Exercise:
Only the lines from the top of the data through the line with "weight, zero bias" should be repeated, each exactly as written.

Records shown:
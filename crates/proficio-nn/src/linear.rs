//! Affine layer `y = x·W + b`

use ndarray::{Array1, Array2, ArrayView1, ArrayView2};
use proficio_core::{FusionError, FusionResult};
use rand::Rng;

use crate::{param_name, xavier_normal, GradientStore, NamedTensor, Parameterized, TensorStore};

/// Dense layer with weight `[in_dim, out_dim]`
#[derive(Debug, Clone, PartialEq)]
pub struct Linear {
    weight: Array2<f32>,
    bias: Array1<f32>,
    trainable: bool,
}

impl Linear {
    /// Xavier-initialised weight, zero bias
    pub fn new<R: Rng + ?Sized>(rng: &mut R, in_dim: usize, out_dim: usize) -> Self {
        Self {
            weight: xavier_normal(rng, in_dim, out_dim),
            bias: Array1::zeros(out_dim),
            trainable: true,
        }
    }

    /// All-zero layer; used as a shape template before loading a checkpoint
    pub fn zeros(in_dim: usize, out_dim: usize) -> Self {
        Self {
            weight: Array2::zeros((in_dim, out_dim)),
            bias: Array1::zeros(out_dim),
            trainable: true,
        }
    }

    pub fn from_parts(weight: Array2<f32>, bias: Array1<f32>) -> FusionResult<Self> {
        if weight.ncols() != bias.len() {
            return Err(FusionError::dimension("linear bias", weight.ncols(), bias.len()));
        }
        Ok(Self {
            weight,
            bias,
            trainable: true,
        })
    }

    /// Mark the layer as a frozen base
    pub fn freeze(&mut self) {
        self.trainable = false;
    }

    pub fn is_trainable(&self) -> bool {
        self.trainable
    }

    #[inline]
    pub fn in_dim(&self) -> usize {
        self.weight.nrows()
    }

    #[inline]
    pub fn out_dim(&self) -> usize {
        self.weight.ncols()
    }

    pub fn weight(&self) -> &Array2<f32> {
        &self.weight
    }

    pub fn bias(&self) -> &Array1<f32> {
        &self.bias
    }

    pub fn forward(&self, x: ArrayView1<f32>) -> FusionResult<Array1<f32>> {
        if x.len() != self.in_dim() {
            return Err(FusionError::dimension("linear input", self.in_dim(), x.len()));
        }
        Ok(x.dot(&self.weight) + &self.bias)
    }

    /// Row-wise forward over `[rows, in_dim]`
    pub fn forward_rows(&self, x: ArrayView2<f32>) -> FusionResult<Array2<f32>> {
        if x.ncols() != self.in_dim() {
            return Err(FusionError::dimension("linear input", self.in_dim(), x.ncols()));
        }
        Ok(x.dot(&self.weight) + &self.bias)
    }

    /// Gradient with respect to `x` given the gradient of the output.
    ///
    /// `dW += x ⊗ g` and `db += g` are added under `prefix` unless the
    /// layer is frozen.
    pub fn backward(
        &self,
        x: ArrayView1<f32>,
        grad_out: ArrayView1<f32>,
        prefix: &str,
        grads: &mut GradientStore,
    ) -> FusionResult<Array1<f32>> {
        if x.len() != self.in_dim() {
            return Err(FusionError::dimension("linear input", self.in_dim(), x.len()));
        }
        if grad_out.len() != self.out_dim() {
            return Err(FusionError::dimension(
                "linear output gradient",
                self.out_dim(),
                grad_out.len(),
            ));
        }
        if self.trainable {
            grads.accumulate_outer(param_name(prefix, "weight"), x, grad_out);
            grads.accumulate_array1(param_name(prefix, "bias"), &grad_out.to_owned());
        }
        Ok(self.weight.dot(&grad_out))
    }
}

impl Parameterized for Linear {
    fn collect_parameters(&self, prefix: &str, out: &mut Vec<NamedTensor>) {
        out.push(NamedTensor::from_array2(
            param_name(prefix, "weight"),
            &self.weight,
            self.trainable,
        ));
        out.push(NamedTensor::from_array1(
            param_name(prefix, "bias"),
            &self.bias,
            self.trainable,
        ));
    }

    fn load_parameters(&mut self, prefix: &str, store: &TensorStore) -> FusionResult<()> {
        store.load_array2(&param_name(prefix, "weight"), &mut self.weight)?;
        store.load_array1(&param_name(prefix, "bias"), &mut self.bias)
    }
}

#[cfg(test)]
mod tests {
    use super::*;
    use crate::seeded_rng;
    use ndarray::array;

    #[test]
    fn test_forward() {
        let layer = Linear::from_parts(array![[1.0, 0.0], [0.0, 2.0], [1.0, 1.0]], array![0.5, -0.5])
            .unwrap();
        let y = layer.forward(array![1.0, 2.0, 3.0].view()).unwrap();
        assert_eq!(y, array![4.5, 6.5]);
    }

    #[test]
    fn test_forward_rows_matches_forward() {
        let layer = Linear::new(&mut seeded_rng(3), 5, 4);
        let rows = array![[0.1, 0.2, 0.3, 0.4, 0.5], [-1.0, 0.0, 1.0, 0.0, -1.0]];
        let batched = layer.forward_rows(rows.view()).unwrap();
        for (i, row) in rows.rows().into_iter().enumerate() {
            let single = layer.forward(row).unwrap();
            for (a, b) in batched.row(i).iter().zip(single.iter()) {
                assert!((a - b).abs() < 1e-6);
            }
        }
    }

    #[test]
    fn test_dimension_mismatch() {
        let layer = Linear::zeros(3, 2);
        assert!(matches!(
            layer.forward(array![1.0, 2.0].view()),
            Err(FusionError::DimensionMismatch { expected: 3, actual: 2, .. })
        ));
    }

    #[test]
    fn test_backward_matches_finite_differences() {
        let layer = Linear::new(&mut seeded_rng(5), 4, 3);
        let x = array![0.3, -1.2, 0.7, 0.05];
        let g = array![1.0, -0.5, 2.0];
        let loss = |layer: &Linear, x: &Array1<f32>| layer.forward(x.view()).unwrap().dot(&g);

        let mut grads = GradientStore::new();
        let dx = layer.backward(x.view(), g.view(), "fc", &mut grads).unwrap();

        let eps = 1e-2;
        for i in 0..4 {
            let mut hi = x.clone();
            let mut lo = x.clone();
            hi[i] += eps;
            lo[i] -= eps;
            let numeric = (loss(&layer, &hi) - loss(&layer, &lo)) / (2.0 * eps);
            assert!((numeric - dx[i]).abs() < 1e-3, "dx[{}]: {} vs {}", i, numeric, dx[i]);
        }

        let dw = grads.get("fc.weight").unwrap();
        assert_eq!(dw.shape, vec![4, 3]);
        // row-major: [1, 2] is element 5
        assert_eq!(dw.data[5], x[1] * g[2]);
        assert_eq!(grads.get("fc.bias").unwrap().data, g.to_vec());
    }

    #[test]
    fn test_frozen_layer_records_no_gradient() {
        let mut layer = Linear::new(&mut seeded_rng(6), 2, 2);
        layer.freeze();
        let mut grads = GradientStore::new();
        let dx = layer
            .backward(array![1.0, 1.0].view(), array![1.0, 0.0].view(), "base", &mut grads)
            .unwrap();
        assert!(grads.is_empty());
        assert_eq!(dx, layer.weight().column(0).to_owned());
    }

    #[test]
    fn test_parameters_roundtrip() {
        let source = Linear::new(&mut seeded_rng(11), 4, 3);
        let mut tensors = Vec::new();
        source.collect_parameters("proj", &mut tensors);
        assert_eq!(tensors[0].name, "proj.weight");
        assert_eq!(tensors[1].name, "proj.bias");

        let mut target = Linear::zeros(4, 3);
        target
            .load_parameters("proj", &TensorStore::from_tensors(tensors))
            .unwrap();
        assert_eq!(target, source);
    }
}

Solution:
filename crates/proficio-nn/src/linear.rs
//! Affine layer `y = x·W + b`

use ndarray::{Array1, Array2, ArrayView1, ArrayView2};
use proficio_core::{FusionError, FusionResult};
use rand::Rng;

use crate::{param_name, xavier_normal, GradientStore, NamedTensor, Parameterized, TensorStore};

/// Dense layer with weight `[in_dim, out_dim]`
#[derive(Debug, Clone, PartialEq)]
pub struct Linear {
    weight: Array2<f32>,
    bias: Array1<f32>,
    trainable: bool,
}

impl Linear {
    /// Xavier-initialised weight, zero bias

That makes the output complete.